### WORK INSTRUCTION
Please reproduce the data below exactly, from the first line through the line containing "One row per", and leave every later line out.

### MATERIAL FOR THIS TASK

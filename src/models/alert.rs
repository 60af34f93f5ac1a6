use chrono::{DateTime, Utc};
use serde::{Deserialize, Serialize};
use sqlx::FromRow;

use crate::models::{generate_id, AlertReason};

/// One row per delivered alert. The `(listing_id, signal_value)` pair backs
/// the idempotence check: the same observed state never notifies twice.
#[derive(Debug, Clone, Serialize, Deserialize, FromRow, PartialEq)]
pub struct AlertRecord {
    pub id: String,
    pub listing_id: String,
    pub signal_value: f64,
    pub reason: AlertReason,
    pub threshold: f64,
    pub triggered_at: DateTime<Utc>,
}

impl AlertRecord {
    pub fn new(
        listing_id: String,
        signal_value: f64,
        reason: AlertReason,
        threshold: f64,
        triggered_at: DateTime<Utc>,
    ) -> Self {
        Self {
            id: generate_id(),
            listing_id,
            signal_value,
            reason,
            threshold,
            triggered_at,
        }
    }
}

### EXERCISE OUTPUT
filename src/models/alert.rs
repository 60af34f93f5ac1a6
use chrono::{DateTime, Utc};
use serde::{Deserialize, Serialize};
use sqlx::FromRow;

use crate::models::{generate_id, AlertReason};

/// One row per delivered alert. The `(listing_id, signal_value)` pair backs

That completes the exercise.